# Train Test Split

In [4]:
# 📦 Import Required Libraries
import os
import random
import pandas as pd

# 📍 Set base paths
facebook_edges_path = 'data/facebook/edges.txt'
pokec_relationships_path = 'data/pokec/relationships.txt'

# Create folders if not exist
os.makedirs('data/facebook/', exist_ok=True)
os.makedirs('data/pokec/', exist_ok=True)

# 📚 Split Function for Small Datasets (In-Memory)
def split_edges(input_path, output_folder, train_filename, test_filename, test_size=0.2, seed=42):
    """
    Splits smaller edge files into train/test sets using in-memory shuffling.
    """
    random.seed(seed)

    # Step 1: Load edges into memory
    with open(input_path, 'r', encoding='utf-8') as f:
        edges = [tuple(map(int, line.strip().split())) for line in f]

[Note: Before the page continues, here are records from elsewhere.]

fn repeat(
    st: &mut ExecState<'_>,
    this: Value,
    args: &[Value],
    _func: ObjectRef,
) -> Result<Value, Value> {
    let units = coerce_this(st, this, "repeat")?;
    let count = to_integer(st, arg_or_undefined(args, 0))?;
    if count < 0.0 || count.is_infinite() {
        return Err(st.throw_range_error("Invalid count value"));
    }
    let total = units.len() as f64 * count;
    if total > STRING_MAX_LENGTH as f64 {
        return Err(st.throw_range_error("Invalid string length"));
    }
    let mut out = Vec::with_capacity(total as usize);
    for _ in 0..count as usize {
        out.extend_from_slice(&units);
    }
    Ok(make_string(st, out))
}

fn trim(
    st: &mut ExecState<'_>,
    this: Value,
    _args: &[Value],
    _func: ObjectRef,
) -> Result<Value, Value> {
    let units = coerce_this(st, this, "trim")?;
    let is_ws = |u: u16| {
        char::from_u32(u as u32).is_some_and(|c| c.is_whitespace() || c == '\u{FEFF}')
    };
    let start = units.iter().position(|&u| !is_ws(u)).unwrap_or(units.len());
    let end = units.iter().rposition(|&u| !is_ws(u)).map_or(start, |i| i + 1);
    Ok(make_string(st, units[start..end].to_vec()))
}

fn to_lower_case(
    st: &mut ExecState<'_>,
    this: Value,
    _args: &[Value],
    _func: ObjectRef,
) -> Result<Value, Value> {
    if this.is_nullish() {
        return Err(st.throw_type_error("String.prototype.toLowerCase called on null or undefined"));
    }
    let text = to_string_rust(st, this)?;
    let s = st.vm.heap.alloc_str(&text.to_lowercase());
    Ok(Value::string(s))
}

fn to_upper_case(
    st: &mut ExecState<'_>,
    this: Value,
    _args: &[Value],
    _func: ObjectRef,
) -> Result<Value, Value> {
    if this.is_nullish() {
        return Err(st.throw_type_error("String.prototype.toUpperCase called on null or undefined"));
    }
    let text = to_string_rust(st, this)?;
    let s = st.vm.heap.alloc_str(&text.to_uppercase());
    Ok(Value::string(s))
}

fn split(
    st: &mut ExecState<'_>,
    this: Value,
    args: &[Value],
    _func: ObjectRef,
) -> Result<Value, Value> {
    if this.is_nullish() {
        return Err(st.throw_type_error("String.prototype.split called on null or undefined"));
    }
    let separator = arg_or_undefined(args, 0);
    let limit_arg = arg_or_undefined(args, 1);

    // A separator carrying @@split handles the operation itself.
    if separator.is_object() {
        let split_key = PropertyKey::Symbol(st.vm.wk_symbols.split);
        if let Some(method) = get_method(st, separator, &split_key)? {
            return call_function(st, method, separator, &[this, limit_arg]);
        }
    }

    let units = coerce_this(st, this, "split")?;
    let limit = if limit_arg.is_undefined() {
        u32::MAX
    } else {
        crate::runtime::conversion::to_uint32(st, limit_arg)?
    };
    let proto = st.realm.array_prototype;
    if limit == 0 {
        return Ok(Value::object(st.vm.alloc_array(Some(proto), 0)));
    }
    if separator.is_undefined() {
        let whole = make_string(st, units);
        let arr = st.vm.alloc_array_from(Some(proto), vec![whole]);
        return Ok(Value::object(arr));
    }

    let sep = to_string_ref(st, separator)?;
    st.vm.heap.flatten(sep);
    let sep = st.vm.heap.string(sep).units();
    let mut parts: Vec<Value> = Vec::new();

    if sep.is_empty() {
        for &u in units.iter().take(limit as usize) {
            parts.push(make_string(st, vec![u]));
        }
    } else if units.is_empty() {
        parts.push(make_string(st, Vec::new()));
    } else {
        let mut start = 0usize;
        let mut cursor = 0usize;
        while cursor + sep.len() <= units.len() {
            if units[cursor..cursor + sep.len()] == *sep {
                parts.push(make_string(st, units[start..cursor].to_vec()));
                if parts.len() as u32 >= limit {
                    let arr = st.vm.alloc_array_from(Some(proto), parts);
                    return Ok(Value::object(arr));
                }
                cursor += sep.len();
                start = cursor;
            } else {
                cursor += 1;
            }
        }
        parts.push(make_string(st, units[start..].to_vec()));
    }
    if parts.len() as u32 > limit {
        parts.truncate(limit as usize);
    }
    let arr = st.vm.alloc_array_from(Some(proto), parts);
    Ok(Value::object(arr))
}

fn replace(
    st: &mut ExecState<'_>,
    this: Value,
    args: &[Value],
    _func: ObjectRef,
) -> Result<Value, Value> {
    if this.is_nullish() {
        return Err(st.throw_type_error("String.prototype.replace called on null or undefined"));
    }
    let search = arg_or_undefined(args, 0);
    let replacement = arg_or_undefined(args, 1);

    let units = coerce_this(st, this, "replace")?;
    let search_ref = to_string_ref(st, search)?;
    st.vm.heap.flatten(search_ref);
    let needle = st.vm.heap.string(search_ref).units();

    let Some(pos) = find_sub(&units, &needle, 0) else {
        return Ok(make_string(st, units));
    };
    let matched = &units[pos..pos + needle.len()];

    let replacement_units = match replacement.as_object() {
        Some(f) if st.vm.heap.object(f).is_callable() => {
            let matched_v = make_string(st, matched.to_vec());
            let this_str = make_string(st, units.clone());
            let result = call_value(
                st,
                Value::object(f),
                Value::undefined(),
                &[matched_v, Value::number(pos as f64), this_str],
            )?;
            let s = to_string_ref(st, result)?;
            st.vm.heap.flatten(s);
            st.vm.heap.string(s).units()
        }
        _ => {
            let template = to_string_ref(st, replacement)?;
            st.vm.heap.flatten(template);
            let template = st.vm.heap.string(template).units();
            substitute(&template, matched, &units, pos)
        }
    };

    let mut out = units[..pos].to_vec();
    out.extend_from_slice(&replacement_units);
    out.extend_from_slice(&units[pos + needle.len()..]);
    Ok(make_string(st, out))
}

/// GetSubstitution for string searches: `$$`, `$&`, `` $` ``, `$'`;
/// capture references try two digits, fall back to one, and stay
/// literal when the group does not exist (string search has none).
fn substitute(template: &[u16], matched: &[u16], s: &[u16], position: usize) -> Vec<u16> {
    let mut out = Vec::with_capacity(template.len());
    let mut i = 0;
    while i < template.len() {
        let u = template[i];
        if u != b'$' as u16 || i + 1 >= template.len() {
            out.push(u);
            i += 1;
            continue;
        }
        let next = template[i + 1];
        match next {
            u if u == b'$' as u16 => {
                out.push(b'$' as u16);
                i += 2;
            }
            u if u == b'&' as u16 => {
                out.extend_from_slice(matched);
                i += 2;
            }
            u if u == b'`' as u16 => {
                out.extend_from_slice(&s[..position]);
                i += 2;
            }
            u if u == b'\'' as u16 => {
                out.extend_from_slice(&s[position + matched.len()..]);
                i += 2;
            }
            u if (b'0' as u16..=b'9' as u16).contains(&u) => {
                // No capture groups exist for a string search, so both
                // the two-digit and one-digit lookups miss and the
                // text passes through untouched.
                out.push(template[i]);
                out.push(next);
                i += 2;
            }
            _ => {
                out.push(u);
                i += 1;
            }
        }
    }
    out
}
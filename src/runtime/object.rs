//! JavaScript object representation
//!
//! Every object carries a shape id describing its named-slot layout, the
//! slot values themselves, a prototype handle, the extensible flag and a
//! kind tag for builtin internal slots. Arrays additionally own a dense
//! element vector while they remain in fast mode; any attribute or
//! accessor violation demotes the indexed entries to shape storage for
//! the rest of the object's lifetime.

use crate::context::VmInstance;
use crate::runtime::function::FunctionData;
use crate::runtime::property::{
    PropertyAttributes, PropertyDescriptor, PropertyKey, PropertySlot,
};
use crate::value::{ObjectRef, StringRef, SymbolRef, Value};

/// How far past the current length an indexed write may land before the
/// array is demoted to shape storage instead of filling with holes.
const FAST_ARRAY_GAP_LIMIT: u32 = 1024;

/// Maximum fast-array length; larger lengths force shape storage.
pub const MAX_FAST_ARRAY_LENGTH: u32 = (1 << 27) - 1;

/// Error kinds of the builtin error hierarchy.
#[derive(Debug, Clone, Copy, PartialEq, Eq)]
pub enum ErrorKind {
    Error,
    TypeError,
    RangeError,
    ReferenceError,
    SyntaxError,
    UriError,
    EvalError,
}

impl ErrorKind {
    pub fn name(self) -> &'static str {
        match self {
            ErrorKind::Error => "Error",
            ErrorKind::TypeError => "TypeError",
            ErrorKind::RangeError => "RangeError",
            ErrorKind::ReferenceError => "ReferenceError",
            ErrorKind::SyntaxError => "SyntaxError",
            ErrorKind::UriError => "URIError",
            ErrorKind::EvalError => "EvalError",
        }
    }
}

/// Dense indexed storage of an array.
///
/// While `fast` is `Some`, the vector's length equals the array's
/// logical length and holes are the `empty` sentinel. Once demoted the
/// indexed entries live in the shape as `PropertyKey::Index` properties
/// and `fast` never becomes `Some` again.
#[derive(Debug)]
pub struct ArrayData {
    pub fast: Option<Vec<Value>>,
    pub length: u32,
}

/// Iteration kind of keys/values/entries iterators.
#[derive(Debug, Clone, Copy, PartialEq, Eq)]
pub enum IterationKind {
    Key,
    Value,
    KeyValue,
}

/// State of an array iterator object.
#[derive(Debug)]
pub struct ArrayIteratorData {
    pub target: ObjectRef,
    pub kind: IterationKind,
    pub next_index: u32,
    pub done: bool,
}

/// State of a for-in enumerator.
#[derive(Debug)]
pub struct EnumerateData {
    pub object: ObjectRef,
    pub keys: Vec<PropertyKey>,
    pub index: usize,
}

#[derive(Debug, Clone, Copy, PartialEq, Eq)]
pub enum PromiseState {
    Pending,
    Fulfilled,
    Rejected,
}

/// A queued `then` registration: run `handler` with the settlement
/// value, settle `derived` with the outcome.
#[derive(Debug, Clone, Copy)]
pub struct PromiseReaction {
    pub handler: Option<ObjectRef>,
    pub derived: Option<ObjectRef>,
}

#[derive(Debug)]
pub struct PromiseData {
    pub state: PromiseState,
    pub result: Value,
    pub fulfill_reactions: Vec<PromiseReaction>,
    pub reject_reactions: Vec<PromiseReaction>,
}

/// Internal-slot record of builtin wrappers, stored as a tag on the
/// object instead of a class hierarchy.
#[derive(Debug)]
pub enum ObjectKind {
    Plain,
    Array(ArrayData),
    Function(Box<FunctionData>),
    NumberWrapper(f64),
    BooleanWrapper(bool),
    StringWrapper(StringRef),
    SymbolWrapper(SymbolRef),
    Error {
        kind: ErrorKind,
        /// Captured at construction; surfaced to the embedder.
        stack: Vec<crate::context::StackEntry>,
    },
    ArrayIterator(Box<ArrayIteratorData>),
    StringIterator {
        string: StringRef,
        next: u32,
    },
    Enumerator(Box<EnumerateData>),
    Promise(Box<PromiseData>),
}

/// A JavaScript object.
#[derive(Debug)]
pub struct JsObject {
    pub shape: crate::runtime::shape::ShapeId,
    pub slots: Vec<PropertySlot>,
    pub prototype: Option<ObjectRef>,
    pub extensible: bool,
    pub kind: ObjectKind,
}

impl JsObject {
    pub fn is_array(&self) -> bool {
        matches!(self.kind, ObjectKind::Array(_))
    }

    pub fn is_callable(&self) -> bool {
        matches!(self.kind, ObjectKind::Function(_))
    }

    pub fn function_data(&self) -> Option<&FunctionData> {
        match &self.kind {
            ObjectKind::Function(f) => Some(f),
            _ => None,
        }
    }
}
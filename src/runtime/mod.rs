//! Runtime support
//!
//! The object model and its collaborators:
//! - property keys, attributes and descriptors
//! - shapes (hidden classes) and their transition tree
//! - objects, including the dense fast-mode array storage
//! - strings (Latin-1/UTF-16 with ropes)
//! - heap environment records
//! - function payloads
//! - the abstract operations of ES2017 7.x

pub mod conversion;
pub mod environment;
pub mod function;
pub mod object;
pub mod property;
pub mod shape;
pub mod string;

pub use object::{ErrorKind, JsObject, ObjectKind};
pub use property::{PropertyAttributes, PropertyDescriptor, PropertyKey};
pub use shape::{ShapeId, ShapeTree};
pub use string::{JsString, STRING_MAX_LENGTH};
//! Code blocks
//!
//! A code block is the compiled form of one function body (or the
//! program / module top level): the instruction vector, its constant
//! pool, the source-map side table, the scope descriptor the
//! interpreter uses to activate the block, and the per-block flags the
//! resolver computed.

use std::cell::RefCell;
use std::rc::{Rc, Weak};

use crate::atom::Atom;
use crate::bytecode::opcode::{Opcode, SourceMap};
use crate::runtime::shape::ShapeId;
use crate::value::Value;

bitflags::bitflags! {
    #[derive(Debug, Clone, Copy, PartialEq, Eq)]
    pub struct CodeBlockFlags: u16 {
        const STRICT = 1 << 0;
        const ARROW = 1 << 1;
        const USES_ARGUMENTS = 1 << 2;
        /// Bindings resolved to slots; no direct eval, `with`, or
        /// non-simple parameters in this block.
        const CAN_USE_INDEXED_STORAGE = 1 << 3;
        /// No closure captures any binding; activation may skip heap
        /// environment allocation entirely.
        const ENV_CAN_LIVE_ON_STACK = 1 << 4;
        /// Some enclosing scope forces dynamic name lookup.
        const ANCESTOR_FORCES_NAME_LOOKUP = 1 << 5;
        /// Activation allocates the function-level environment record.
        const NEEDS_BODY_ENV = 1 << 6;
        const PROGRAM = 1 << 7;
        const MODULE = 1 << 8;
        const CLASS_CONSTRUCTOR = 1 << 9;
        const DERIVED_CLASS_CONSTRUCTOR = 1 << 10;
        const GETTER_OR_SETTER = 1 << 11;
    }
}

/// One import binding of a module code block.
#[derive(Debug, Clone)]
pub struct ModuleImport {
    /// Index into `module_requests`.
    pub request: u16,
    /// Name exported by the dependency (`default` for default imports).
    pub imported: Atom,
    /// Local binding name in the module environment.
    pub local: Atom,
}

/// Where one declared parameter lands at activation.
#[derive(Debug, Clone, Copy)]
pub enum ParamBinding {
    Stack { reg: u16 },
    BodyEnv { slot: u16 },
    Named { atom: Atom },
}

/// Runtime state of one `GetGlobalVariable` cache slot: the last seen
/// global-object shape and the property slot it resolved to.
#[derive(Debug, Clone, Copy, Default)]
pub struct GlobalCacheSlot {
    pub shape: Option<ShapeId>,
    pub slot: u32,
}

#[derive(Debug)]
pub struct CodeBlock {
    pub name: Option<Atom>,
    pub code: Vec<Opcode>,
    pub constants: Vec<Value>,
    pub source_map: SourceMap,
    /// Script name, reported in stack traces.
    pub source_name: Rc<str>,
    /// Script text, shared across the block tree; stack traces resolve
    /// line and column against it.
    pub source: Rc<str>,
    pub flags: CodeBlockFlags,

    /// Temporaries below the regular register limit.
    pub temp_register_count: u16,
    /// Stack-allocated locals addressed as `limit + slot`.
    pub stack_slot_count: u16,
    /// Slots of the function-level environment record.
    pub body_env_slot_count: u16,

    pub param_count: u16,
    pub param_bindings: Vec<ParamBinding>,
    /// Where the arguments object lands when it must be materialized
    /// eagerly at activation (captured or name-addressed). Lazy
    /// materialization uses `EnsureArgumentsObject` instead.
    pub arguments_binding: Option<ParamBinding>,
    /// Names created as mutable undefined bindings at activation when
    /// the block runs in named (non-indexed) storage mode.
    pub hoisted_names: Vec<Atom>,

    /// Enclosing code block; the root has no parent.
    pub parent: RefCell<Weak<CodeBlock>>,
    pub inner: Vec<Rc<CodeBlock>>,

    /// Module specifiers this module must load and evaluate first.
    pub module_requests: Vec<Rc<str>>,
    /// Import bindings copied into the module environment at
    /// activation, after the dependencies evaluated.
    pub imports: Vec<ModuleImport>,
    /// Exported names; the module linker creates these on the
    /// namespace object before the body runs.
    pub export_names: Vec<Atom>,
    /// `export { local as exported }` pairs copied at body completion.
    pub export_aliases: Vec<(Atom, Atom)>,

    /// Atoms of the global-cache family, one per cache index.
    pub global_cache_atoms: Vec<Atom>,
    /// Runtime cache state, lazily refreshed by the interpreter.
    pub global_caches: RefCell<Vec<GlobalCacheSlot>>,
}

impl CodeBlock {
    pub fn is_strict(&self) -> bool {
        self.flags.contains(CodeBlockFlags::STRICT)
    }

    pub fn is_arrow(&self) -> bool {
        self.flags.contains(CodeBlockFlags::ARROW)
    }

    pub fn can_use_indexed_storage(&self) -> bool {
        self.flags.contains(CodeBlockFlags::CAN_USE_INDEXED_STORAGE)
    }

    /// Link `parent` back-references after the tree is complete.
    pub fn link_children(self: &Rc<Self>) {
        for child in &self.inner {
            *child.parent.borrow_mut() = Rc::downgrade(self);
            child.link_children();
        }
    }

    /// Register-file size needed to execute this block.
    pub fn register_count(&self) -> usize {
        self.temp_register_count as usize + self.stack_slot_count as usize
    }
}

#[cfg(test)]
mod tests {
    use super::*;

    fn block(inner: Vec<Rc<CodeBlock>>) -> Rc<CodeBlock> {
        Rc::new(CodeBlock {
            name: None,
            code: Vec::new(),
            constants: Vec::new(),
            source_map: SourceMap::new(),
            source_name: "test".into(),
            source: "".into(),
            flags: CodeBlockFlags::CAN_USE_INDEXED_STORAGE,
            temp_register_count: 4,
            stack_slot_count: 2,
            body_env_slot_count: 0,
            param_count: 0,
            param_bindings: Vec::new(),
            arguments_binding: None,
            hoisted_names: Vec::new(),
            parent: RefCell::new(Weak::new()),
            inner,
            module_requests: Vec::new(),
            imports: Vec::new(),
            export_names: Vec::new(),
            export_aliases: Vec::new(),
            global_cache_atoms: Vec::new(),
            global_caches: RefCell::new(Vec::new()),
        })
    }

    #[test]
    fn parent_links() {
        let child = block(Vec::new());
        let root = block(vec![child]);
        root.link_children();
        let got = root.inner[0].parent.borrow().upgrade().unwrap();
        assert!(Rc::ptr_eq(&got, &root));
    }

    #[test]
    fn register_count_sums_temps_and_slots() {
        let b = block(Vec::new());
        assert_eq!(b.register_count(), 6);
    }
}
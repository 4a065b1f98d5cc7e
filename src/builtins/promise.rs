//! Promise
//!
//! Settlement never runs handlers inline: reactions are enqueued on the
//! instance job queue and drained by the host between evaluations.

use crate::builtins::{define_method, link_constructor};
use crate::context::{ExecState, Realm, VmInstance};
use crate::runtime::conversion::get_object_property;
use crate::runtime::function::FunctionData;
use crate::runtime::object::{ObjectKind, PromiseData, PromiseReaction, PromiseState};
use crate::runtime::property::PropertyKey;
use crate::value::{ObjectRef, Value};
use crate::vm::interpreter::call_function;
use crate::vm::jobs::{Job, JobKind};

pub fn create_promise(st: &mut ExecState<'_>) -> ObjectRef {
    let proto = st.realm.promise_prototype;
    st.vm.alloc_object(
        Some(proto),
        ObjectKind::Promise(Box::new(PromiseData {
            state: PromiseState::Pending,
            result: Value::undefined(),
            fulfill_reactions: Vec::new(),
            reject_reactions: Vec::new(),
        })),
    )
}

fn promise_data<'s, 'a>(st: &'s ExecState<'a>, obj: ObjectRef) -> Option<&'s PromiseData> {
    match &st.vm.heap.object(obj).kind {
        ObjectKind::Promise(data) => Some(data),
        _ => None,
    }
}

pub fn constructor(
    st: &mut ExecState<'_>,
    this: Value,
    args: &[Value],
    _func: ObjectRef,
) -> Result<Value, Value> {
    if !this.is_object() {
        return Err(st.throw_type_error("Promise constructor cannot be invoked without 'new'"));
    }
    let executor = match args.first().and_then(|v| v.as_object()) {
        Some(f) if st.vm.heap.object(f).is_callable() => f,
        _ => return Err(st.throw_type_error("Promise resolver is not a function")),
    };
    let promise = create_promise(st);
    let resolve = settle_function(st, promise, resolve_native);
    let reject = settle_function(st, promise, reject_native);
    let outcome = call_function(
        st,
        executor,
        Value::undefined(),
        &[Value::object(resolve), Value::object(reject)],
    );
    if let Err(thrown) = outcome {
        reject_promise(st, promise, thrown);
    }
    Ok(Value::object(promise))
}

/// A native closure holding the promise it settles.
fn settle_function(
    st: &mut ExecState<'_>,
    promise: ObjectRef,
    f: crate::runtime::function::NativeFn,
) -> ObjectRef {
    let data = FunctionData::native_with_payload(f, vec![Value::object(promise)]);
    let proto = st.realm.function_prototype;
    st.vm
        .alloc_object(Some(proto), ObjectKind::Function(Box::new(data)))
}

fn payload_promise(st: &ExecState<'_>, func: ObjectRef) -> Option<ObjectRef> {
    match st.vm.heap.object(func).function_data() {
        Some(FunctionData {
            callable: crate::runtime::function::Callable::Native { payload, .. },
            ..
        }) => payload.first().and_then(|v| v.as_object()),
        _ => None,
    }
}

fn resolve_native(
    st: &mut ExecState<'_>,
    _this: Value,
    args: &[Value],
    func: ObjectRef,
) -> Result<Value, Value> {
    if let Some(promise) = payload_promise(st, func) {
        resolve_promise(st, promise, args.first().copied().unwrap_or(Value::undefined()))?;
    }
    Ok(Value::undefined())
}

fn reject_native(
    st: &mut ExecState<'_>,
    _this: Value,
    args: &[Value],
    func: ObjectRef,
) -> Result<Value, Value> {
    if let Some(promise) = payload_promise(st, func) {
        reject_promise(st, promise, args.first().copied().unwrap_or(Value::undefined()));
    }
    Ok(Value::undefined())
}

/// Resolve: unwrap thenables, otherwise fulfill.
pub fn resolve_promise(
    st: &mut ExecState<'_>,
    promise: ObjectRef,
    value: Value,
) -> Result<(), Value> {
    if !promise_data(st, promise).is_some_and(|d| d.state == PromiseState::Pending) {
        return Ok(());
    }
    if let Some(inner) = value.as_object() {
        if let Some(data) = promise_data(st, inner) {
            // Chaining on one of our promises: settle this one when the
            // inner settles.
            let state = data.state;
            let result = data.result;
            match state {
                PromiseState::Pending => {
                    if let ObjectKind::Promise(data) = &mut st.vm.heap.object_mut(inner).kind {
                        data.fulfill_reactions.push(PromiseReaction {
                            handler: None,
                            derived: Some(promise),
                        });
                        data.reject_reactions.push(PromiseReaction {
                            handler: None,
                            derived: Some(promise),
                        });
                    }
                }
                PromiseState::Fulfilled => {
                    st.vm.jobs.push_back(Job {
                        handler: None,
                        argument: result,
                        derived: Some(promise),
                        kind: JobKind::Fulfill,
                    });
                }
                PromiseState::Rejected => {
                    st.vm.jobs.push_back(Job {
                        handler: None,
                        argument: result,
                        derived: Some(promise),
                        kind: JobKind::Reject,
                    });
                }
            }
            return Ok(());
        }
        // Generic thenable: hand it our settle functions.
        let then_key = PropertyKey::Atom(st.vm.wk.then);
        let then = get_object_property(st, inner, &then_key, value)?;
        if let Some(then_fn) = then.as_object() {
            if st.vm.heap.object(then_fn).is_callable() {
                let resolve = settle_function(st, promise, resolve_native);
                let reject = settle_function(st, promise, reject_native);
                let outcome = call_function(
                    st,
                    then_fn,
                    value,
                    &[Value::object(resolve), Value::object(reject)],
                );
                if let Err(thrown) = outcome {
                    reject_promise(st, promise, thrown);
                }
                return Ok(());
            }
        }
    }
    settle(st, promise, PromiseState::Fulfilled, value);
    Ok(())
}

pub fn reject_promise(st: &mut ExecState<'_>, promise: ObjectRef, reason: Value) {
    settle(st, promise, PromiseState::Rejected, reason);
}

fn settle(st: &mut ExecState<'_>, promise: ObjectRef, state: PromiseState, result: Value) {
    let reactions = {
        let ObjectKind::Promise(data) = &mut st.vm.heap.object_mut(promise).kind else {
            return;
        };
        if data.state != PromiseState::Pending {
            return;
        }
        data.state = state;
        data.result = result;
        let reactions = if state == PromiseState::Fulfilled {
            std::mem::take(&mut data.fulfill_reactions)
        } else {
            std::mem::take(&mut data.reject_reactions)
        };
        data.fulfill_reactions.clear();
        data.reject_reactions.clear();
        reactions
    };
    let kind = if state == PromiseState::Fulfilled {
        JobKind::Fulfill
    } else {
        JobKind::Reject
    };
    for reaction in reactions {
        st.vm.jobs.push_back(Job {
            handler: reaction.handler,
            argument: result,
            derived: reaction.derived,
            kind,
        });
    }
}

fn callable_or_none(st: &ExecState<'_>, v: Value) -> Option<ObjectRef> {
    v.as_object()
        .filter(|o| st.vm.heap.object(*o).is_callable())
}

fn then(
    st: &mut ExecState<'_>,
    this: Value,
    args: &[Value],
    _func: ObjectRef,
) -> Result<Value, Value> {
    let Some(promise) = this.as_object() else {
        return Err(st.throw_type_error("Promise.prototype.then called on a non-promise"));
    };
    let Some(data) = promise_data(st, promise) else {
        return Err(st.throw_type_error("Promise.prototype.then called on a non-promise"));
    };
    let state = data.state;
    let result = data.result;
    let on_fulfilled = callable_or_none(st, args.first().copied().unwrap_or(Value::undefined()));
    let on_rejected = callable_or_none(st, args.get(1).copied().unwrap_or(Value::undefined()));
    let derived = create_promise(st);

    match state {
        PromiseState::Pending => {
            if let ObjectKind::Promise(data) = &mut st.vm.heap.object_mut(promise).kind {
                data.fulfill_reactions.push(PromiseReaction {
                    handler: on_fulfilled,
                    derived: Some(derived),
                });
                data.reject_reactions.push(PromiseReaction {
                    handler: on_rejected,
                    derived: Some(derived),
                });
            }
        }
        PromiseState::Fulfilled => {
            st.vm.jobs.push_back(Job {
                handler: on_fulfilled,
                argument: result,
                derived: Some(derived),
                kind: JobKind::Fulfill,
            });
        }
        PromiseState::Rejected => {
            st.vm.jobs.push_back(Job {
                handler: on_rejected,
                argument: result,
                derived: Some(derived),
                kind: JobKind::Reject,
            });
        }
    }
    Ok(Value::object(derived))
}

fn catch(
    st: &mut ExecState<'_>,
    this: Value,
    args: &[Value],
    func: ObjectRef,
) -> Result<Value, Value> {
    let on_rejected = args.first().copied().unwrap_or(Value::undefined());
    then(st, this, &[Value::undefined(), on_rejected], func)
}

fn promise_resolve(
    st: &mut ExecState<'_>,
    _this: Value,
    args: &[Value],
    _func: ObjectRef,
) -> Result<Value, Value> {
    let v = args.first().copied().unwrap_or(Value::undefined());
    if let Some(obj) = v.as_object() {
        if promise_data(st, obj).is_some() {
            return Ok(v);
        }
    }
    let promise = create_promise(st);
    resolve_promise(st, promise, v)?;
    Ok(Value::object(promise))
}

fn promise_reject(
    st: &mut ExecState<'_>,
    _this: Value,
    args: &[Value],
    _func: ObjectRef,
) -> Result<Value, Value> {
    let promise = create_promise(st);
    reject_promise(st, promise, args.first().copied().unwrap_or(Value::undefined()));
    Ok(Value::object(promise))
}

pub fn install(vm: &mut VmInstance, realm: &Realm) {
    let ctor = realm.promise_constructor;
    link_constructor(vm, realm, ctor, realm.promise_prototype, "Promise");
    define_method(vm, realm, ctor, "resolve", 1, promise_resolve);
    define_method(vm, realm, ctor, "reject", 1, promise_reject);
    define_method(vm, realm, realm.promise_prototype, "then", 2, then);
    define_method(vm, realm, realm.promise_prototype, "catch", 1, catch);
}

    print(f"📄 Total edges loaded from {input_path}: {len(edges)}")

    # Step 2: Shuffle and split
    random.shuffle(edges)
    split_idx = int((1 - test_size) * len(edges))
    train_edges = edges[:split_idx]
    test_edges = edges[split_idx:]

    print(f"🧪 Train edges: {len(train_edges)}, Test edges: {len(test_edges)}")

    # Step 3: Save to files
    with open(os.path.join(output_folder, train_filename), 'w', encoding='utf-8') as f:
        for u, v in train_edges:
            f.write(f"{u} {v}\n")

    with open(os.path.join(output_folder, test_filename), 'w', encoding='utf-8') as f:
        for u, v in test_edges:
            f.write(f"{u} {v}\n")

    print(f"✅ Train/Test files saved to: {output_folder}\n")

# 📚 Split Function for Large Datasets (Streaming)
def split_edges_streaming(input_path, output_folder, train_filename, test_filename, test_size=0.2, seed=42):
    """
    Memory-efficient splitting for large edge files.
    """
    random.seed(seed)

    # Step 1: Count lines
    with open(input_path, 'r', encoding='utf-8') as f:
        total_lines = sum(1 for _ in f)

    print(f"📄 Total edges in {input_path}: {total_lines}")

    # Step 2: Randomly sample test indices
    test_count = int(total_lines * test_size)
    test_indices = set(random.sample(range(total_lines), test_count))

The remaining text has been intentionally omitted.